ChIP-seq data analysis

Sequencing reads were processed by AQUAS pipeline. Raw reads were mapped to hg19 genome. Duplicates and low quality mapped reads were filtered out. Filtered reads were used for narrow peak calling with MACS2 (q < 0.05). Cross-correlation scores and IDR (irreproducible discovery rate) were calculated. Signal tracks were generated and visualized on IGV (Integrative Genomics Viewer 3.0). Genome-wide differentially marked regions between sample groups were identified by DiffBind.29 The analysis was executed using DESeq2 and a p-value of 0.05 was set as a threshold. RPKM (reads per kilobase million) fold was used as a scoring method. The Venn diagram was plotted by InteractivVenn.30 Functional enrichment GO (Gene Ontology) terms were obtained by PANTHER overrepresentation tests.31 Pathway analysis was conducted using ConsensusPathDB. ChIP peak annotation was obtained by ChIPseeker with default settings. 3233

Results

Culture dimensionality and oxygen status impact H3K4me3 modifications

Hydrogels are the most widely used 3D tissue mimics due to their ease of fabrication, and capacity to provide a dynamic physiological microenvironment for modeling cell processes.
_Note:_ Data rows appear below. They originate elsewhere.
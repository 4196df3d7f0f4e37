//! In-memory storage for integration tests: records every executed statement
//! and answers queries from scripted results.

#![allow(dead_code)]

use async_trait::async_trait;
use serde_json::{Map, Value};
use std::collections::VecDeque;
use std::sync::atomic::{AtomicUsize, Ordering};
use std::sync::{Arc, Mutex};
use waypoint::sql::ParamType;
use waypoint::store::Row;
use waypoint::{AppError, Connection, ConnectionProvider, Connector, Statement};

#[derive(Clone, Debug, PartialEq)]
pub struct Executed {
    pub sql: String,
    pub binds: Vec<(String, Value, ParamType)>,
}

impl Executed {
    pub fn bind(&self, name: &str) -> Option<(&Value, ParamType)> {
        self.binds.iter().find(|(n, _, _)| n == name).map(|(_, v, t)| (v, *t))
    }
}

#[derive(Default)]
struct Script {
    executed: Vec<Executed>,
    results: VecDeque<Vec<Row>>,
    affected: VecDeque<u64>,
    generated_ids: VecDeque<Value>,
}

/// Shared recording connection. Clones see the same log.
#[derive(Clone, Default)]
pub struct Recorder {
    script: Arc<Mutex<Script>>,
}

impl Recorder {
    pub fn new() -> Self {
        Self::default()
    }

    /// Rows returned by the next SELECT.
    pub fn returns(&self, rows: Vec<Value>) -> &Self {
        let rows = rows
            .into_iter()
            .filter_map(|r| match r {
                Value::Object(m) => Some(m),
                _ => None,
            })
            .collect();
        self.script.lock().unwrap().results.push_back(rows);
        self
    }

    /// Affected-row count for the next write (defaults to 1).
    pub fn affects(&self, n: u64) -> &Self {
        self.script.lock().unwrap().affected.push_back(n);
        self
    }

    /// Identity reported by the next INSERT.
    pub fn generates(&self, id: impl Into<Value>) -> &Self {
        self.script.lock().unwrap().generated_ids.push_back(id.into());
        self
    }

    pub fn executed(&self) -> Vec<Executed> {
        self.script.lock().unwrap().executed.clone()
    }

    pub fn last(&self) -> Executed {
        self.executed().pop().expect("no statement executed")
    }
}

#[async_trait]
impl Connection for Recorder {
    async fn prepare(&self, sql: &str) -> Result<Box<dyn Statement>, AppError> {
        Ok(Box::new(RecordedStatement {
            script: self.script.clone(),
            sql: sql.to_string(),
            binds: Vec::new(),
            rows: VecDeque::new(),
            generated_id: None,
        }))
    }
}

struct RecordedStatement {
    script: Arc<Mutex<Script>>,
    sql: String,
    binds: Vec<(String, Value, ParamType)>,
    rows: VecDeque<Row>,
    generated_id: Option<Value>,
}

#[async_trait]
impl Statement for RecordedStatement {
    fn bind_param(&mut self, name: &str, value: Value, ty: ParamType) {
        self.binds.retain(|(n, _, _)| n != name);
        self.binds.push((name.to_string(), value, ty));
    }

    async fn execute(&mut self) -> Result<u64, AppError> {
        let mut script = self.script.lock().unwrap();
        script.executed.push(Executed {
            sql: self.sql.clone(),
            binds: self.binds.clone(),
        });
        if self.sql.starts_with("SELECT") {
            self.rows = script.results.pop_front().unwrap_or_default().into();
            return Ok(self.rows.len() as u64);
        }
        if self.sql.starts_with("INSERT") {
            self.generated_id = script.generated_ids.pop_front();
        }
        Ok(script.affected.pop_front().unwrap_or(1))
    }

    async fn fetch_row(&mut self) -> Result<Option<Row>, AppError> {
        Ok(self.rows.pop_front())
    }

    fn generated_id(&self) -> Option<Value> {
        self.generated_id.clone()
    }
}

/// Hands out the same recorder for every database name and counts connects.
#[derive(Default)]
pub struct RecorderConnector {
    pub recorder: Recorder,
    pub connects: AtomicUsize,
}

#[async_trait]
impl Connector for RecorderConnector {
    async fn connect(&self, name: &str) -> Result<Arc<dyn Connection>, AppError> {
        if name != "default" {
            return Err(AppError::DatabaseNotConfigured(name.to_string()));
        }
        self.connects.fetch_add(1, Ordering::SeqCst);
        Ok(Arc::new(self.recorder.clone()))
    }
}

pub fn provider(recorder: &Recorder) -> Arc<ConnectionProvider> {
    Arc::new(ConnectionProvider::new(Arc::new(RecorderConnector {
        recorder: recorder.clone(),
        connects: AtomicUsize::new(0),
    })))
}

pub fn obj(v: Value) -> Map<String, Value> {
    match v {
        Value::Object(m) => m,
        _ => Map::new(),
    }
}
mod common;

use common::Recorder;
use serde_json::{json, Value};
use std::sync::Arc;
use waypoint::sql::ParamType;
use waypoint::{AppError, AttributeType, Dao, EntitySchema};

fn user_schema() -> Arc<EntitySchema> {
    EntitySchema::builder("User")
        .attribute("id", AttributeType::Integer)
        .attribute("name", AttributeType::String)
        .attribute("age", AttributeType::Integer)
        .build()
        .unwrap()
}

fn users(recorder: &Recorder) -> Dao {
    Dao::new("users", user_schema(), Arc::new(recorder.clone())).unwrap()
}

#[tokio::test]
async fn create_inserts_dirty_attributes_and_writes_back_id() {
    let db = Recorder::new();
    db.generates(7);
    let dao = users(&db);

    let mut user = dao.new_entity();
    user.set("name", "ada");
    user.set("age", "36");
    user.set("nickname", "countess");
    let affected = dao.create(&mut user).await.unwrap();

    assert_eq!(affected, 1);
    let stmt = db.last();
    assert_eq!(stmt.sql, "INSERT INTO users (name,age) VALUES (:name,:age)");
    assert_eq!(stmt.bind("name"), Some((&json!("ada"), ParamType::Str)));
    assert_eq!(stmt.bind("age"), Some((&json!("36"), ParamType::Int)));
    assert_eq!(user.get("id"), Some(&json!(7)));
    assert!(!user.is_new());
    assert!(user.dirty().is_empty());
    assert_eq!(dao.last_statement(), "INSERT INTO users (name,age) VALUES ('ada',36)");
}

#[tokio::test]
async fn edit_updates_dirty_attributes_by_key() {
    let db = Recorder::new();
    db.returns(vec![json!({"id": 3, "name": "ada", "age": 36})]);
    let dao = users(&db);

    let mut user = dao.get(3).await.unwrap();
    assert!(!user.is_new());
    assert!(user.dirty().is_empty());

    user.set("name", "grace");
    user.set("name", "hopper");
    assert_eq!(user.dirty(), ["name".to_string()]);
    assert_eq!(dao.edit(&mut user).await.unwrap(), 1);

    let stmt = db.last();
    assert_eq!(stmt.sql, "UPDATE users SET name=:name WHERE id=:id");
    assert_eq!(stmt.bind("name"), Some((&json!("hopper"), ParamType::Str)));
    assert_eq!(stmt.bind("id"), Some((&json!(3), ParamType::Int)));
}

#[tokio::test]
async fn edit_of_missing_row_reports_zero() {
    let db = Recorder::new();
    db.affects(0);
    let dao = users(&db);

    let mut ghost = dao.new_entity();
    ghost.set("id", 99);
    ghost.set("age", 1);
    assert_eq!(dao.edit(&mut ghost).await.unwrap(), 0);
    assert_eq!(ghost.dirty(), ["id".to_string(), "age".to_string()]);
}

#[tokio::test]
async fn edit_with_nothing_dirty_skips_storage() {
    let db = Recorder::new();
    let dao = users(&db);
    let mut user = dao.new_entity();
    user.set("id", 5);
    assert_eq!(dao.edit(&mut user).await.unwrap(), 0);
    assert!(db.executed().is_empty());
}

#[tokio::test]
async fn delete_binds_key_with_declared_type() {
    let db = Recorder::new();
    let dao = users(&db);
    let mut user = dao.new_entity();
    user.set("id", "12");
    assert_eq!(dao.delete(&user).await.unwrap(), 1);

    let stmt = db.last();
    assert_eq!(stmt.sql, "DELETE FROM users WHERE id=:id");
    assert_eq!(stmt.bind("id"), Some((&json!("12"), ParamType::Int)));
}

#[tokio::test]
async fn get_binds_numeric_ids_as_integers() {
    let db = Recorder::new();
    db.returns(vec![json!({"id": 1, "name": "a"})]);
    db.returns(vec![json!({"id": 2, "name": "b"})]);
    db.returns(vec![]);
    let dao = users(&db);

    dao.get("1").await.unwrap();
    assert_eq!(db.last().bind("id").map(|(_, t)| t), Some(ParamType::Int));
    dao.get(2).await.unwrap();
    assert_eq!(db.last().bind("id").map(|(_, t)| t), Some(ParamType::Int));
    let err = dao.get("abc").await.unwrap_err();
    assert_eq!(db.last().bind("id").map(|(_, t)| t), Some(ParamType::Str));
    assert!(matches!(err, AppError::EntityNotFound { ref table, ref id } if table == "users" && id == "abc"));
}

#[tokio::test]
async fn get_seeds_entity_from_mapped_columns() {
    let schema = EntitySchema::builder("Post")
        .attribute("id", AttributeType::Integer)
        .column("title", AttributeType::String, "post_title")
        .build()
        .unwrap();
    let db = Recorder::new();
    db.returns(vec![json!({"id": 4, "post_title": "Hello", "views": 10})]);
    let dao = Dao::new("posts", schema, Arc::new(db.clone())).unwrap();

    let post = dao.get(4).await.unwrap();
    assert_eq!(post.get("title"), Some(&json!("Hello")));
    assert_eq!(post.get("views"), Some(&json!(10)));
    assert_eq!(Value::from(post), json!({"id": 4, "title": "Hello", "views": 10}));
}

#[tokio::test]
async fn read_only_dao_never_touches_storage() {
    let db = Recorder::new();
    let dao = users(&db).read_only(true);
    let mut user = dao.new_entity();
    user.set("name", "ada");

    assert!(matches!(dao.create(&mut user).await, Err(AppError::ReadOnlyViolation { .. })));
    assert!(matches!(dao.edit(&mut user).await, Err(AppError::ReadOnlyViolation { .. })));
    assert!(matches!(dao.delete(&user).await, Err(AppError::ReadOnlyViolation { .. })));
    assert!(db.executed().is_empty());

    db.returns(vec![json!({"id": 1})]);
    assert!(dao.get(1).await.is_ok());
}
Type I collagen is a popular ECM mimic because it is derived from native ECM and provides a bioactive microenvironment for cells.34 In order to examine the impact of culture dimensionality on the modifications of H3K4me3 across the genome of U251 GBM cells, we cultured the cells in a 2D monolayer on conventional tissue culture polystyrene in a cell flask or seeded them within type I collagen hydrogels for 72 hours. To analyze the impact of hypoxia on U251 H3K4me3 modifications, the cells were also cultured under normoxic (20% O2) or hypoxic (1% O2) conditions. Furthermore, our 3D hydrogels had a thickness of 1 mm, within the diffusion limits of oxygen, and U251s were seeded at a density of 1 million cells/ml to ensure the cells maintained within the 3D cultures were exposed to uniform oxygen concentrations.35 MOWChIP-seq was then performed using 1,000 cell sample sets to obtain a genome-wide profile of H3K4me3 for each culture condition (Figure 1). Each 3D scaffold contains ~37,000 cells, far below the cell numbers needed for traditional ChIP protocols. The use of an MOWChIP platform enabled us to use samples as small as 1,000 cells in this study, and NGS was performed using Illumina Solexa technology.27

Figure 1.

Figure 1.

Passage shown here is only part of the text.